The answer must consist of every line in the records below that contains the string "Display".

==== Excerpted records ====

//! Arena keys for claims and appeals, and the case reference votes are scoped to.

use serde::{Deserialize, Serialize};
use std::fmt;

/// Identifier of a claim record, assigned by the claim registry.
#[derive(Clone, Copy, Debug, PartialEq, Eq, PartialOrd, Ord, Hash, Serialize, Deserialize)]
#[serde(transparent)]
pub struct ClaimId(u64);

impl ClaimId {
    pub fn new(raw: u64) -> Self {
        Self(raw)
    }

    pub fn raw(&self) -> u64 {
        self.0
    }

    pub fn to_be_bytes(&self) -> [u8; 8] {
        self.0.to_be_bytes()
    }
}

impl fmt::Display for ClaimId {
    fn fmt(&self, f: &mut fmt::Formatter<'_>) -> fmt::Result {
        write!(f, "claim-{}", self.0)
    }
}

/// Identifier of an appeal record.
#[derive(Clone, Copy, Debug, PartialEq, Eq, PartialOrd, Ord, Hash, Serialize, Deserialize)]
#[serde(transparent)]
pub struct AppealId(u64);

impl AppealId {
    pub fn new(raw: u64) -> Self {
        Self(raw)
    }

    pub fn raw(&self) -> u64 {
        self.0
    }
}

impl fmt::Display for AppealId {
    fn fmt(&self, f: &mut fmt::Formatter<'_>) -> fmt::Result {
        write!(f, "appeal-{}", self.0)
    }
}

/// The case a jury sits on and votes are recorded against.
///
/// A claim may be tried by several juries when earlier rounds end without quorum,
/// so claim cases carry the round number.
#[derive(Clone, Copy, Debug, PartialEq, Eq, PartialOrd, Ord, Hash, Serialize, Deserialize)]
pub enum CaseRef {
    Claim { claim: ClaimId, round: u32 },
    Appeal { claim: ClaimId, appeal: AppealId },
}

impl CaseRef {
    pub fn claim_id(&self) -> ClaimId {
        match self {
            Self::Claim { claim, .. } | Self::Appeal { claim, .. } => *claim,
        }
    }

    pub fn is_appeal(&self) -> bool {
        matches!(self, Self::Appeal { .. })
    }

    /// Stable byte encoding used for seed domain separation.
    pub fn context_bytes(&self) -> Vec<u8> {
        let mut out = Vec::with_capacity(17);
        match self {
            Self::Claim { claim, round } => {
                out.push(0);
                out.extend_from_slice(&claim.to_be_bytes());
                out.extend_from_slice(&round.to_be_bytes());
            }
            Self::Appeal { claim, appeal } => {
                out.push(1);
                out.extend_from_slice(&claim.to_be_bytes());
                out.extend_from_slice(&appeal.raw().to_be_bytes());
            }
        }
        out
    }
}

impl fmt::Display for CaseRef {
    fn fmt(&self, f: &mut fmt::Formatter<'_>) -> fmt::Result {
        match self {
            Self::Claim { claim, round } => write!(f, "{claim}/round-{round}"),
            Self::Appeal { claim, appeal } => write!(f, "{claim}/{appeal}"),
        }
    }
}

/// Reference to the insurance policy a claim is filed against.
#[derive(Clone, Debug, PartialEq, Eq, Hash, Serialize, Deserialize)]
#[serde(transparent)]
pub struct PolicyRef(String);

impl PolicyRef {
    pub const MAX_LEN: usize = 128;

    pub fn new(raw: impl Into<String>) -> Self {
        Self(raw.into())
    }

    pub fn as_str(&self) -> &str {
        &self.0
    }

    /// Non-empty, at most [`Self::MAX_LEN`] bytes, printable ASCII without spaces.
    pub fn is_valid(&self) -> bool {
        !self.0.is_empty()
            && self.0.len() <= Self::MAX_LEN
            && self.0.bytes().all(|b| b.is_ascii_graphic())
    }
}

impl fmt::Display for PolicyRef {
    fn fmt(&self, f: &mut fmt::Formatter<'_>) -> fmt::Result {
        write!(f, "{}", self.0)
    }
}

====
==== Excerpted records ====

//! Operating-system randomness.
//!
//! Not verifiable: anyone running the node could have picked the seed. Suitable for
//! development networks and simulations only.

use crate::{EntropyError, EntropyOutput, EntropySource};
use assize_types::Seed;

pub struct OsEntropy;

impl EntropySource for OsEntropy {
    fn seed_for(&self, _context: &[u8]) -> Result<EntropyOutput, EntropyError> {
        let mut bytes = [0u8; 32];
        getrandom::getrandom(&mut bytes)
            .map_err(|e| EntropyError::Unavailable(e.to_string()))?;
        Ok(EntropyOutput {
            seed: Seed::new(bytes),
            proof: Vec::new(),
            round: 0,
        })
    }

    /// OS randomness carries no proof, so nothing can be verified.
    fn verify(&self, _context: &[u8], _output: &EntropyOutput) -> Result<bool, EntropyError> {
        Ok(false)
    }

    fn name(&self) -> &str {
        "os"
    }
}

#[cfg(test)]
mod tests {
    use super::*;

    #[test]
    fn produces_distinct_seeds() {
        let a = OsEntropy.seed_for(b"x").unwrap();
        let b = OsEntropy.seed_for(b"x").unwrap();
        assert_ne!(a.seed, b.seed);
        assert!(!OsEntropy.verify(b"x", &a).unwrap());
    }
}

====

[Exercise output]
impl fmt::Display for ClaimId {
impl fmt::Display for AppealId {
impl fmt::Display for CaseRef {
impl fmt::Display for PolicyRef {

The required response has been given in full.